Lorsque l'on parle de religions on voit quasiment toujours les dieux être au masculin; pourtant il y a des civilisations, encore de nos jours, qui mettent au moins un dieu principal au féminin, c'est ce que l'on nomme impersonnellement la "déesse-mère", que l'on pourrait nommer selon la langue des oiseaux "l'Eternel (au) féminin" ! . Cette déesse des origines humaines finalement, a pu judicieusement être écartée par les hommes (de peuples colonisateurs ?) dans les premières cités du Proche-Orient comme on le verra ci-après; mais il n'en reste pas moins que chez les peuples ancestraux elle pouvait occuper la place ultime, au sommet de la pléiade divine ! Et finalement quoi de plus logique suivant l'analogie évidente qu'il y a dans le rôle essentiel de la mère, sur la terre, chez les humains comme sur leur environnement. Cette déesse-mère fut souvent évoquée dans le symbolisme vivant de l'arbre, qui, lié au sol, produit feuilles, fleurs et fruits, lesquels donneront à leur tour les mêmes résultats, tout comme le fait la femme par l'enfantement. Certains auteurs disent que cette déesse-mère-arbre s'est muée dans la Bible, en ce bâton d'amandier miraculeux de la verge d'Aaron, futur bâton pastoral chrétien (la crosse), un symbole fort dont on reparlera. Comme par un subterfuge de baguette magique, ce symbole de vie si féminin s'est donc nettement et définitivement masculinisé, accompagnant donc la probable mutation de l'organisation sociale humaine ou une colonisation par des populations patriarcales. On peut le deviner déjà dans la cosmogonie babylonienne qui fait remplacer la déesse originelle Tiamat, par son descendant Mardouk, celui-ci tuant la vieille génitrice pour devenir, avec l'assentiment de ses autres descendants divins le dieu supérieur.
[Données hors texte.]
// Copyright 2026 Phillip Cloud
// Licensed under the Apache License, Version 2.0

use serde::{Deserialize, Serialize};

use crate::ids::{ChartId, FieldId, TableId};
use crate::infer::{field_items_for_scan, scan_rows, schema_from_names};
use crate::model::{
    Channel, ChannelBinding, Chart, EncodingMap, FieldItem, Row, Severity, StatusMessage,
    Suggestion, Table,
};

/// Result cell for the auto-dashboard fetch: pending while a request is in
/// flight, then exactly one of results or error. The last terminal write
/// wins; there is no request fencing.
#[derive(Debug, Clone, PartialEq, Default, Serialize, Deserialize)]
pub struct AutoDashboardState {
    pub query: Option<String>,
    pub data_rows: Option<Vec<Row>>,
    pub suggestions: Option<Vec<Suggestion>>,
    pub error: Option<String>,
    pub is_loading: bool,
}

#[derive(Debug, Clone, PartialEq, Default, Serialize, Deserialize)]
pub struct WorkspaceState {
    pub tables: Vec<Table>,
    pub concept_shelf_items: Vec<FieldItem>,
    pub charts: Vec<Chart>,
    pub focused_table_id: Option<TableId>,
    pub focused_chart_id: Option<ChartId>,
    pub current_goal_description: String,
    /// Append-only; transitions add entries, nothing removes them.
    pub messages: Vec<StatusMessage>,
    pub auto_dashboard: AutoDashboardState,
    next_table_seq: u64,
    next_chart_seq: u64,
}

#[derive(Debug, Clone, PartialEq)]
pub enum WorkspaceAction {
    ImportTable {
        display_id: String,
        rows: Vec<Row>,
    },
    ApplyDashboardSuggestion {
        suggestion: Suggestion,
        rows: Vec<Row>,
    },
    SetGoalDescription(String),
    FocusTable(TableId),
    FocusChart(ChartId),
    AutoDashboardStarted,
    AutoDashboardLoaded {
        query: String,
        rows: Vec<Row>,
        suggestions: Vec<Suggestion>,
    },
    AutoDashboardFailed {
        message: String,
    },
}

#[derive(Debug, Clone, PartialEq, Eq)]
pub enum WorkspaceEvent {
    TableAdded(TableId),
    FieldItemsAdded { table: TableId, count: usize },
    ChartAdded(ChartId),
    ChartRewritten(ChartId),
    TableFocused(TableId),
    ChartFocused(ChartId),
    GoalUpdated,
    MessageLogged(Severity),
    AutoDashboardPending,
    AutoDashboardFulfilled { suggestions: usize },
    AutoDashboardRejected,
}

impl WorkspaceState {
    pub fn dispatch(&mut self, action: WorkspaceAction) -> Vec<WorkspaceEvent> {
        match action {
            WorkspaceAction::ImportTable { display_id, rows } => {
                self.import_table(display_id, rows)
            }
            WorkspaceAction::ApplyDashboardSuggestion { suggestion, rows } => {
                self.apply_dashboard_suggestion(suggestion, rows)
            }
            WorkspaceAction::SetGoalDescription(text) => {
                self.current_goal_description = text;
                vec![WorkspaceEvent::GoalUpdated]
            }
            WorkspaceAction::FocusTable(id) => {
                if self.table(&id).is_none() {
                    return Vec::new();
                }
                self.focused_table_id = Some(id.clone());
                vec![WorkspaceEvent::TableFocused(id)]
            }
            WorkspaceAction::FocusChart(id) => {
                if self.chart(&id).is_none() {
                    return Vec::new();
                }
                self.focused_chart_id = Some(id.clone());
                vec![WorkspaceEvent::ChartFocused(id)]
            }
            WorkspaceAction::AutoDashboardStarted => {
                self.auto_dashboard = AutoDashboardState {
                    is_loading: true,
                    ..AutoDashboardState::default()
                };
                vec![WorkspaceEvent::AutoDashboardPending]
            }
            WorkspaceAction::AutoDashboardLoaded {
                query,
                rows,
                suggestions,
            } => {
                let count = suggestions.len();
                self.auto_dashboard = AutoDashboardState {
                    query: Some(query),
                    data_rows: Some(rows),
                    suggestions: Some(suggestions),
                    error: None,
                    is_loading: false,
                };
                vec![WorkspaceEvent::AutoDashboardFulfilled { suggestions: count }]
            }
            WorkspaceAction::AutoDashboardFailed { message } => {
                self.auto_dashboard = AutoDashboardState {
                    error: Some(message),
                    is_loading: false,
                    ..AutoDashboardState::default()
                };
                vec![WorkspaceEvent::AutoDashboardRejected]
            }
        }
    }

    pub fn table(&self, id: &TableId) -> Option<&Table> {
        self.tables.iter().find(|table| &table.id == id)
    }

    pub fn chart(&self, id: &ChartId) -> Option<&Chart> {
        self.charts.iter().find(|chart| &chart.id == id)
    }

    pub fn field_item(&self, id: &FieldId) -> Option<&FieldItem> {
        self.concept_shelf_items.iter().find(|item| &item.id == id)
    }

    pub fn focused_table(&self) -> Option<&Table> {
        self.focused_table_id.as_ref().and_then(|id| self.table(id))
    }

    pub fn focused_chart(&self) -> Option<&Chart> {
        self.focused_chart_id.as_ref().and_then(|id| self.chart(id))
    }

    pub fn concepts_for_table(&self, id: &TableId) -> Vec<&FieldItem> {
        self.concept_shelf_items
            .iter()
            .filter(|item| &item.table_ref == id)
            .collect()
    }

    pub fn latest_message(&self) -> Option<&StatusMessage> {
        self.messages.last()
    }

    fn import_table(&mut self, display_id: String, rows: Vec<Row>) -> Vec<WorkspaceEvent> {
        let scan = scan_rows(&rows);
        let table_id = self.fresh_table_id();
        let items = field_items_for_scan(&table_id, &scan);
        let count = items.len();

        self.tables.push(Table {
            id: table_id.clone(),
            display_id: display_id.clone(),
            names: scan.names,
            types: scan.types,
            rows,
            anchored: true,
        });
        self.concept_shelf_items.extend(items);
        self.focused_table_id = Some(table_id.clone());
        let logged = self.log(
            Severity::Info,
            format!("Imported table {display_id:?} ({count} columns)"),
        );

        vec![
            WorkspaceEvent::TableAdded(table_id.clone()),
            WorkspaceEvent::FieldItemsAdded {
                table: table_id.clone(),
                count,
            },
            WorkspaceEvent::TableFocused(table_id),
            logged,
        ]
    }

    /// Adopts an agent suggestion into the workspace: synthesizes a derived
    /// table and its field items from the supplied rows, binds suggestion
    /// fields positionally onto visual channels, and rewrites (or creates)
    /// the focused chart. Total: unknown field names are skipped, never
    /// errors.
    fn apply_dashboard_suggestion(
        &mut self,
        suggestion: Suggestion,
        rows: Vec<Row>,
    ) -> Vec<WorkspaceEvent> {
        let mut events = Vec::new();

        let scan = if rows.is_empty() {
            // No data: fall back to the declared output schema so downstream
            // bindings still have names to resolve against.
            if suggestion.output_fields.is_empty() {
                schema_from_names(&suggestion.visualization_fields)
            } else {
                schema_from_names(&suggestion.output_fields)
            }
        } else {
            scan_rows(&rows)
        };

        let table_id = self.fresh_table_id();
        let display_id = if suggestion.mode.is_empty() {
            "suggestion".to_owned()
        } else {
            suggestion.mode.clone()
        };
        let items = field_items_for_scan(&table_id, &scan);
        let count = items.len();

        self.tables.push(Table {
            id: table_id.clone(),
            display_id,
            names: scan.names,
            types: scan.types,
            rows,
            anchored: false,
        });
        events.push(WorkspaceEvent::TableAdded(table_id.clone()));

        let mut encoding = EncodingMap::new();
        for (channel, field_name) in Channel::PRIORITY.iter().zip(&suggestion.visualization_fields)
        {
            if let Some(item) = items.iter().find(|item| &item.name == field_name) {
                encoding.insert(
                    *channel,
                    ChannelBinding {
                        field_id: item.id.clone(),
                        aggregate: None,
                    },
                );
            }
        }

        self.concept_shelf_items.extend(items);
        events.push(WorkspaceEvent::FieldItemsAdded {
            table: table_id.clone(),
            count,
        });

        // A dangling focus pointer counts as "no focused chart".
        let focused = self
            .focused_chart_id
            .as_ref()
            .and_then(|id| self.charts.iter().position(|chart| &chart.id == id));
        match focused {
            Some(index) => {
                let chart = &mut self.charts[index];
                chart.table_ref = table_id.clone();
                chart.chart_type = suggestion.chart_type.clone();
                chart.encoding = encoding;
                events.push(WorkspaceEvent::ChartRewritten(chart.id.clone()));
            }
            None => {
                let chart_id = self.fresh_chart_id();
                self.charts.push(Chart {
                    id: chart_id.clone(),
                    table_ref: table_id.clone(),
                    chart_type: suggestion.chart_type.clone(),
                    encoding,
                });
                self.focused_chart_id = Some(chart_id.clone());
                events.push(WorkspaceEvent::ChartAdded(chart_id.clone()));
                events.push(WorkspaceEvent::ChartFocused(chart_id));
            }
        }

        self.focused_table_id = Some(table_id.clone());
        events.push(WorkspaceEvent::TableFocused(table_id));

        self.current_goal_description = suggestion.recommendation.clone();
        events.push(WorkspaceEvent::GoalUpdated);

        let label = if suggestion.chart_type.is_empty() {
            "Applied suggested chart".to_owned()
        } else {
            format!("Applied suggested chart: {}", suggestion.chart_type)
        };
        events.push(self.log(Severity::Info, label));

        events
    }

    fn fresh_table_id(&mut self) -> TableId {
        self.next_table_seq += 1;
        TableId::numbered(self.next_table_seq)
    }

    fn fresh_chart_id(&mut self) -> ChartId {
        self.next_chart_seq += 1;
        ChartId::numbered(self.next_chart_seq)
    }

    fn log(&mut self, severity: Severity, message: impl Into<String>) -> WorkspaceEvent {
        self.messages.push(StatusMessage {
            message: message.into(),
            severity,
        });
        WorkspaceEvent::MessageLogged(severity)
    }
}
Le film symbolique et cosmique "The tree of life" de Terence Malick (Palme d'Or à Cannes, 2011) parlant de la création du monde, de la naissance de la terre puis de l'homme, du mystère de la vie, de sa confiance en elle aussi, du sens de l'existence enfin, développe tout cela par des images modernes saisissantes; et bien entendu il commence par une citation tirée du Livre de Job (38, versets 4 à 7), c'est un américain très empreint de spiritualité biblique qui réalise !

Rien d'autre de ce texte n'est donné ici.